A new state law aimed at preventing local mass casualty shootings, takes effect Saturday. Governor Andrew Cuomo signed the bill back in February.
The bill was part of a broader package of gun control measures considered the most sweeping since the passage of the SAFE Act in 2003.
"We have to ensure Buffalo and Erie County does not have a Dayton incident or an El Paso incident," said John Flynn, (D) Erie County district attorney.
Flynn outlined the Red Flag Law Thursday, designed to temporarily remove firearms from someone who pose a threat to themselves or others. It also prohibits a person from trying to purchase a firearm as well.
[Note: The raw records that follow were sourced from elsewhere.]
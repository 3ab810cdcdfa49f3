//! Channel management: create, read, update, delete, enable, disable, and
//! the checked processing entry point.

use std::sync::Arc;

use conduit_core::{Channel, ChannelError, ChannelResult, ProcessingResult};
use serde_json::Value;
use tracing::info;
use uuid::Uuid;

use crate::pipeline::ChannelPipeline;

/// Management facade over a [`ChannelPipeline`] and its store.
#[derive(Clone)]
pub struct ChannelService {
    pipeline: Arc<ChannelPipeline>,
}

impl ChannelService {
    #[must_use]
    pub fn new(pipeline: Arc<ChannelPipeline>) -> Self {
        Self { pipeline }
    }

    #[must_use]
    pub fn pipeline(&self) -> &Arc<ChannelPipeline> {
        &self.pipeline
    }

    /// Creates a channel from an untyped payload.
    ///
    /// A UUID is assigned when the payload carries no `id`.
    ///
    /// # Errors
    ///
    /// Validation and configuration errors from [`Channel::from_payload`],
    /// or [`ChannelError::AlreadyExists`] when the id is taken.
    pub async fn create(&self, payload: &Value) -> ChannelResult<Channel> {
        let channel = match payload {
            Value::Object(map) if matches!(map.get("id"), None | Some(Value::Null)) => {
                let mut map = map.clone();
                map.insert("id".to_string(), Value::String(Uuid::new_v4().to_string()));
                Channel::from_payload(&Value::Object(map))?
            }
            other => Channel::from_payload(other)?,
        };
        let created = self.pipeline.create_channel_with_checks(channel).await?;
        info!(channel_id = %created.id, name = %created.name, "channel created");
        Ok(created)
    }

    /// # Errors
    ///
    /// [`ChannelError::NotFound`] if no channel has this id.
    pub async fn get(&self, id: &str) -> ChannelResult<Channel> {
        self.pipeline
            .store()
            .get_by_id(id)
            .await?
            .ok_or_else(|| ChannelError::not_found(id))
    }

    /// # Errors
    ///
    /// Store failures only.
    pub async fn list(&self) -> ChannelResult<Vec<Channel>> {
        self.pipeline.store().get_all().await
    }

    /// Number of stored channels.
    ///
    /// # Errors
    ///
    /// Store failures only.
    pub async fn count(&self) -> ChannelResult<usize> {
        self.pipeline.store().count().await
    }

    /// Merges `patch` into the stored channel. The id never changes.
    ///
    /// # Errors
    ///
    /// [`ChannelError::NotFound`], or validation errors for the merged
    /// channel and its scripts.
    pub async fn update(&self, id: &str, patch: &Value) -> ChannelResult<Channel> {
        let merged = self.get(id).await?.merge_patch(patch)?;
        self.pipeline.check_scripts(&merged)?;
        let updated = self.pipeline.store().update(merged).await?;
        info!(channel_id = %updated.id, "channel updated");
        Ok(updated)
    }

    /// # Errors
    ///
    /// [`ChannelError::NotFound`] if no channel has this id.
    pub async fn delete(&self, id: &str) -> ChannelResult<()> {
        if !self.pipeline.store().delete(id).await? {
            return Err(ChannelError::not_found(id));
        }
        info!(channel_id = %id, "channel deleted");
        Ok(())
    }

    /// Enables a channel. Enabling an enabled channel is a no-op.
    ///
    /// # Errors
    ///
    /// [`ChannelError::NotFound`] if no channel has this id.
    pub async fn enable(&self, id: &str) -> ChannelResult<Channel> {
        self.set_enabled(id, true).await
    }

    /// Disables a channel. Disabling a disabled channel is a no-op.
    ///
    /// # Errors
    ///
    /// [`ChannelError::NotFound`] if no channel has this id.
    pub async fn disable(&self, id: &str) -> ChannelResult<Channel> {
        self.set_enabled(id, false).await
    }

    async fn set_enabled(&self, id: &str, enabled: bool) -> ChannelResult<Channel> {
        let channel = self.get(id).await?;
        if channel.enabled == enabled {
            return Ok(channel);
        }
        let updated = self
            .pipeline
            .store()
            .update(channel.with_enabled(enabled))
            .await?;
        info!(channel_id = %id, enabled, "channel state changed");
        Ok(updated)
    }

    /// Processes a message through an enabled channel.
    ///
    /// # Errors
    ///
    /// See [`ChannelPipeline::process_with_checks`].
    pub async fn process(&self, id: &str, message: Value) -> ChannelResult<ProcessingResult> {
        self.pipeline.process_with_checks(id, message).await
    }
}

#[cfg(test)]
mod tests {
    use conduit_core::{ExpressionEngine, ProcessingStatus};
    use serde_json::json;

    use super::*;
    use crate::pipeline::SimulatedTransport;
    use crate::service::config::ServerConfig;
    use crate::storage::MemoryChannelStore;

    fn service() -> ChannelService {
        let pipeline = ChannelPipeline::new(
            Arc::new(MemoryChannelStore::new()),
            Arc::new(ExpressionEngine::new()),
            Arc::new(SimulatedTransport::new()),
            &ServerConfig::default(),
        );
        ChannelService::new(Arc::new(pipeline))
    }

    fn payload() -> Value {
        json!({
            "id": "c1",
            "name": "  ADT feed  ",
            "source": {"type": "tcp", "port": 6661, "use_mllp": true},
            "filters": [{"type": "python_script", "script": "_passed = 'x' in message"}],
            "destinations": [{"type": "http", "url": "http://downstream/in"}]
        })
    }

    #[tokio::test]
    async fn create_then_get_round_trips() {
        let svc = service();
        let created = svc.create(&payload()).await.unwrap();
        assert_eq!(created.name, "ADT feed");
        assert_eq!(svc.get("c1").await.unwrap(), created);
        assert_eq!(svc.list().await.unwrap(), vec![created]);
    }

    #[tokio::test]
    async fn create_assigns_id_when_absent() {
        let svc = service();
        let mut body = payload();
        body.as_object_mut().unwrap().remove("id");
        let created = svc.create(&body).await.unwrap();
        assert!(Uuid::parse_str(&created.id).is_ok());
    }

    #[tokio::test]
    async fn create_rejects_empty_destinations() {
        let svc = service();
        let mut body = payload();
        body["destinations"] = json!([]);
        let err = svc.create(&body).await.unwrap_err();
        assert!(matches!(err, ChannelError::Validation { ref field, .. } if field == "destinations"));
        assert!(svc.list().await.unwrap().is_empty());
    }

    #[tokio::test]
    async fn enable_and_disable_are_idempotent() {
        let svc = service();
        svc.create(&payload()).await.unwrap();

        let once = svc.disable("c1").await.unwrap();
        let twice = svc.disable("c1").await.unwrap();
        assert!(!once.enabled);
        assert_eq!(once, twice);

        let once = svc.enable("c1").await.unwrap();
        let twice = svc.enable("c1").await.unwrap();
        assert!(once.enabled);
        assert_eq!(once, twice);
    }

    #[tokio::test]
    async fn update_merges_and_keeps_id() {
        let svc = service();
        svc.create(&payload()).await.unwrap();
        let updated = svc
            .update("c1", &json!({"id": "other", "description": "admissions"}))
            .await
            .unwrap();
        assert_eq!(updated.id, "c1");
        assert_eq!(updated.description.as_deref(), Some("admissions"));
        assert_eq!(updated.filters.len(), 1);
        assert!(svc.get("other").await.is_err());
    }

    #[tokio::test]
    async fn scripts_are_compiled_on_create_and_update() {
        let svc = service();
        let mut body = payload();
        body["filters"] = json!([{"type": "script", "script": "_passed = ((("}]);
        let err = svc.create(&body).await.unwrap_err();
        assert!(matches!(err, ChannelError::Validation { ref field, .. } if field == "filters[0]"));
        assert_eq!(svc.count().await.unwrap(), 0);

        svc.create(&payload()).await.unwrap();
        let err = svc
            .update(
                "c1",
                &json!({"transformers": [{"type": "script", "script": "_transformed = ("}]}),
            )
            .await
            .unwrap_err();
        assert!(matches!(err, ChannelError::Validation { ref field, .. } if field == "transformers[0]"));
        assert!(svc.get("c1").await.unwrap().transformers.is_empty());
        assert_eq!(svc.count().await.unwrap(), 1);
    }

    #[tokio::test]
    async fn delete_missing_is_not_found() {
        let svc = service();
        svc.create(&payload()).await.unwrap();
        svc.delete("c1").await.unwrap();
        assert!(matches!(
            svc.delete("c1").await.unwrap_err(),
            ChannelError::NotFound { .. }
        ));
    }

    #[tokio::test]
    async fn process_respects_enabled_flag() {
        let svc = service();
        svc.create(&payload()).await.unwrap();
        let result = svc.process("c1", json!({"x": 1})).await.unwrap();
        assert_eq!(result.status, ProcessingStatus::Success);

        svc.disable("c1").await.unwrap();
        assert!(matches!(
            svc.process("c1", json!({"x": 1})).await.unwrap_err(),
            ChannelError::Disabled { .. }
        ));
    }
}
"One of the biggest things we can do now to alleviate mass shootings is to do what we can to limit the means of an individual who may commit the shooting," Flynn said.
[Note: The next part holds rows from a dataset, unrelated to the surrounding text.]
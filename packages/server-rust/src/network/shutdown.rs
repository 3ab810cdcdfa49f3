//! Health state and in-flight tracking for graceful shutdown.
//!
//! Health transitions go through `ArcSwap` so probes never take a lock.
//! In-flight message processing is counted with RAII guards; the last guard
//! to drop wakes anyone waiting for the drain.

use std::sync::atomic::{AtomicU64, Ordering};
use std::sync::Arc;
use std::time::Duration;

use arc_swap::ArcSwap;
use tokio::sync::Notify;

/// Server health, `Starting -> Ready -> Draining -> Stopped`.
#[derive(Debug, Clone, Copy, PartialEq, Eq)]
pub enum HealthState {
    Starting,
    Ready,
    Draining,
    Stopped,
}

impl HealthState {
    #[must_use]
    pub fn as_str(self) -> &'static str {
        match self {
            Self::Starting => "starting",
            Self::Ready => "ready",
            Self::Draining => "draining",
            Self::Stopped => "stopped",
        }
    }
}

#[derive(Debug, Default)]
struct InFlight {
    count: AtomicU64,
    drained: Notify,
}

/// Coordinates readiness and draining across the HTTP surface.
#[derive(Debug)]
pub struct ShutdownController {
    health: ArcSwap<HealthState>,
    in_flight: Arc<InFlight>,
}

impl ShutdownController {
    /// Creates a controller in the `Starting` state.
    #[must_use]
    pub fn new() -> Self {
        Self {
            health: ArcSwap::from_pointee(HealthState::Starting),
            in_flight: Arc::new(InFlight::default()),
        }
    }

    pub fn set_ready(&self) {
        self.health.store(Arc::new(HealthState::Ready));
    }

    /// Moves to `Draining`; readiness probes start failing.
    pub fn begin_drain(&self) {
        self.health.store(Arc::new(HealthState::Draining));
    }

    #[must_use]
    pub fn health_state(&self) -> HealthState {
        **self.health.load()
    }

    /// Counts one unit of in-flight work until the guard is dropped.
    #[must_use]
    pub fn in_flight_guard(&self) -> InFlightGuard {
        self.in_flight.count.fetch_add(1, Ordering::AcqRel);
        InFlightGuard {
            in_flight: Arc::clone(&self.in_flight),
        }
    }

    #[must_use]
    pub fn in_flight_count(&self) -> u64 {
        self.in_flight.count.load(Ordering::Acquire)
    }

    /// Waits up to `timeout` for in-flight work to finish.
    ///
    /// Returns `true` and moves to `Stopped` once the count reaches zero;
    /// returns `false` if the timeout expires first.
    pub async fn wait_for_drain(&self, timeout: Duration) -> bool {
        let drained = tokio::time::timeout(timeout, async {
            loop {
                let notified = self.in_flight.drained.notified();
                if self.in_flight_count() == 0 {
                    return;
                }
                notified.await;
            }
        })
        .await
        .is_ok();

        if drained {
            self.health.store(Arc::new(HealthState::Stopped));
        }
        drained
    }
}

impl Default for ShutdownController {
    fn default() -> Self {
        Self::new()
    }
}

/// Decrements the in-flight count on drop, including during unwinding.
#[derive(Debug)]
pub struct InFlightGuard {
    in_flight: Arc<InFlight>,
}

impl Drop for InFlightGuard {
    fn drop(&mut self) {
        if self.in_flight.count.fetch_sub(1, Ordering::AcqRel) == 1 {
            self.in_flight.drained.notify_waiters();
        }
    }
}
//! Embedded file-backed [`ChannelStore`] using `redb`.
//!
//! Each channel is one row in the `channels` table: the key is the channel
//! id, the value is the channel serialized as JSON. Rows are decoded through
//! the lenient configuration resolvers, so a record written by a newer build
//! with an unknown destination type still loads.
//!
//! `redb` is synchronous; every operation runs on the blocking thread pool.

use std::path::Path;
use std::sync::Arc;

use anyhow::Context;
use async_trait::async_trait;
use conduit_core::{Channel, ChannelError, ChannelResult};
use redb::{Database, ReadableTable, ReadableTableMetadata, TableDefinition};

use crate::traits::ChannelStore;

const CHANNELS: TableDefinition<&str, &str> = TableDefinition::new("channels");

/// Channel store persisted to a single `redb` database file.
#[derive(Clone)]
pub struct RedbChannelStore {
    db: Arc<Database>,
}

impl RedbChannelStore {
    /// Opens (or creates) the database at `path` and ensures the table exists.
    ///
    /// # Errors
    ///
    /// Returns an error if the file cannot be opened or initialized.
    pub fn open(path: impl AsRef<Path>) -> anyhow::Result<Self> {
        let path = path.as_ref();
        let db = Database::create(path)
            .with_context(|| format!("failed to open channel database at {}", path.display()))?;
        let txn = db.begin_write()?;
        txn.open_table(CHANNELS)?;
        txn.commit()?;
        Ok(Self { db: Arc::new(db) })
    }

    async fn blocking<T, F>(&self, op: F) -> ChannelResult<T>
    where
        T: Send + 'static,
        F: FnOnce(&Database) -> anyhow::Result<T> + Send + 'static,
    {
        let db = Arc::clone(&self.db);
        tokio::task::spawn_blocking(move || op(&db))
            .await
            .map_err(ChannelError::store)?
            .map_err(ChannelError::Store)
    }
}

fn decode(id: &str, row: &str) -> anyhow::Result<Channel> {
    serde_json::from_str(row).with_context(|| format!("corrupt channel row '{id}'"))
}

fn encode(channel: &Channel) -> anyhow::Result<String> {
    serde_json::to_string(channel).context("failed to serialize channel")
}

#[async_trait]
impl ChannelStore for RedbChannelStore {
    async fn get_by_id(&self, id: &str) -> ChannelResult<Option<Channel>> {
        let id = id.to_string();
        self.blocking(move |db| {
            let txn = db.begin_read()?;
            let table = txn.open_table(CHANNELS)?;
            let row = table.get(id.as_str())?;
            row.map(|guard| decode(&id, guard.value())).transpose()
        })
        .await
    }

    async fn get_all(&self) -> ChannelResult<Vec<Channel>> {
        self.blocking(|db| {
            let txn = db.begin_read()?;
            let table = txn.open_table(CHANNELS)?;
            let mut channels = Vec::new();
            for entry in table.iter()? {
                let (key, value) = entry?;
                channels.push(decode(key.value(), value.value())?);
            }
            Ok(channels)
        })
        .await
    }

    async fn add(&self, channel: Channel) -> ChannelResult<Channel> {
        let row = encode(&channel).map_err(ChannelError::Store)?;
        let added = self
            .blocking(move |db| {
                // redb serializes write transactions, so check and insert are atomic.
                let txn = db.begin_write()?;
                let taken = {
                    let mut table = txn.open_table(CHANNELS)?;
                    let taken = table.get(channel.id.as_str())?.is_some();
                    if !taken {
                        table.insert(channel.id.as_str(), row.as_str())?;
                    }
                    taken
                };
                if taken {
                    txn.abort()?;
                    return Ok(Err(channel.id));
                }
                txn.commit()?;
                Ok(Ok(channel))
            })
            .await?;
        added.map_err(ChannelError::already_exists)
    }

    async fn update(&self, channel: Channel) -> ChannelResult<Channel> {
        let row = encode(&channel).map_err(ChannelError::Store)?;
        let updated = self
            .blocking(move |db| {
                let txn = db.begin_write()?;
                let exists = {
                    let mut table = txn.open_table(CHANNELS)?;
                    let exists = table.get(channel.id.as_str())?.is_some();
                    if exists {
                        table.insert(channel.id.as_str(), row.as_str())?;
                    }
                    exists
                };
                txn.commit()?;
                Ok(if exists { Ok(channel) } else { Err(channel.id) })
            })
            .await?;
        updated.map_err(ChannelError::not_found)
    }

    async fn delete(&self, id: &str) -> ChannelResult<bool> {
        let id = id.to_string();
        self.blocking(move |db| {
            let txn = db.begin_write()?;
            let removed = txn.open_table(CHANNELS)?.remove(id.as_str())?.is_some();
            txn.commit()?;
            Ok(removed)
        })
        .await
    }

    async fn count(&self) -> ChannelResult<usize> {
        self.blocking(|db| {
            let txn = db.begin_read()?;
            let rows = txn.open_table(CHANNELS)?.len()?;
            Ok(usize::try_from(rows)?)
        })
        .await
    }
}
The law gives Flynn, school leaders, police agencies, and family members, the power to ask a civil court for an extreme risk protection order before an arrest is made. It's designed to identify the person as having experienced a trauma or crisis before a crime takes place.
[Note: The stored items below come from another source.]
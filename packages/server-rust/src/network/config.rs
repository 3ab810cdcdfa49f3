//! Network configuration types for the Conduit server.

use std::time::Duration;

/// HTTP surface configuration.
#[derive(Debug, Clone)]
pub struct NetworkConfig {
    /// Interface to bind.
    pub host: String,
    /// Listen port; 0 lets the OS choose.
    pub port: u16,
    /// Allowed CORS origins.
    pub cors_origins: Vec<String>,
    /// Requests running longer get a 408.
    pub request_timeout: Duration,
    /// Largest accepted request body, in bytes.
    pub max_body_bytes: usize,
    /// How long shutdown waits for in-flight processing to finish.
    pub drain_timeout: Duration,
}

impl Default for NetworkConfig {
    fn default() -> Self {
        Self {
            host: "0.0.0.0".to_string(),
            port: 0,
            cors_origins: vec!["*".to_string()],
            request_timeout: Duration::from_secs(30),
            max_body_bytes: 2 * 1024 * 1024,
            drain_timeout: Duration::from_secs(30),
        }
    }
}

#[cfg(test)]
mod tests {
    use super::*;

    #[test]
    fn network_config_defaults() {
        let config = NetworkConfig::default();
        assert_eq!(config.host, "0.0.0.0");
        assert_eq!(config.port, 0);
        assert_eq!(config.cors_origins, vec!["*"]);
        assert_eq!(config.request_timeout, Duration::from_secs(30));
        assert_eq!(config.max_body_bytes, 2 * 1024 * 1024);
    }
}
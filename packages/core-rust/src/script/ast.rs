//! Syntax tree for the expression language.

use serde_json::Value;

#[derive(Debug, Clone, PartialEq)]
pub(crate) enum Stmt {
    Pass,
    Assign { target: Target, value: Expr },
    Delete { target: Target },
    Expr(Expr),
    If {
        branches: Vec<(Expr, Vec<Stmt>)>,
        otherwise: Vec<Stmt>,
    },
    For {
        var: String,
        iterable: Expr,
        body: Vec<Stmt>,
    },
}

/// Assignable place: a variable optionally followed by keys.
#[derive(Debug, Clone, PartialEq)]
pub(crate) struct Target {
    pub root: String,
    pub path: Vec<Expr>,
}

#[derive(Debug, Clone, Copy, PartialEq, Eq)]
pub(crate) enum BinOp {
    Add,
    Sub,
    Mul,
    Div,
    Mod,
    Pow,
}

#[derive(Debug, Clone, Copy, PartialEq, Eq)]
pub(crate) enum CmpOp {
    Eq,
    Ne,
    Lt,
    Le,
    Gt,
    Ge,
    In,
    NotIn,
}

#[derive(Debug, Clone, PartialEq)]
pub(crate) enum Expr {
    Literal(Value),
    Name(String),
    List(Vec<Expr>),
    Dict(Vec<(Expr, Expr)>),
    Index(Box<Expr>, Box<Expr>),
    Field(Box<Expr>, String),
    Call { name: String, args: Vec<Expr> },
    Neg(Box<Expr>),
    Not(Box<Expr>),
    And(Box<Expr>, Box<Expr>),
    Or(Box<Expr>, Box<Expr>),
    Binary(BinOp, Box<Expr>, Box<Expr>),
    /// Chained comparison: `a < b <= c`.
    Compare(Box<Expr>, Vec<(CmpOp, Expr)>),
    Conditional {
        condition: Box<Expr>,
        then: Box<Expr>,
        otherwise: Box<Expr>,
    },
}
"And a family member's going to know that, if it's a student, a school official is going to know that. Someone close to this person, perhaps law enforcement in the community, may know that as well," Flynn said.
Flynn warns those filing to use common sense and not target someone out of retaliation.
"This law is going to have an impact on lawful gun owners," Flynn said.
"That is kind of my concern as we go into that discussion nationally," said Rep. Tom Reed, (R) 23rd Congressional District.
Republican Congressman Tom Reed says he's heard a number of concerns from rural constituents, including second amendment supporters and sportsmen.
"They empathize with the situation. They recognize we've got to get to the issue of violence in our nation and prevent these mass shootings, but to attack law abiding citizens just for the sake of doing something to say we did something, is something they're frustrated with," Reed said.
Flynn says his office will work to balance the rights of law abiding citizens with gun owners in crisis.
"If you put two and two together, having trauma, having mental illness, having a drug problem, having an alcohol problem. And you address that problem, hopefully we can prevent further mass shootings," Flynn said.
New York is the 13th state to enact the law.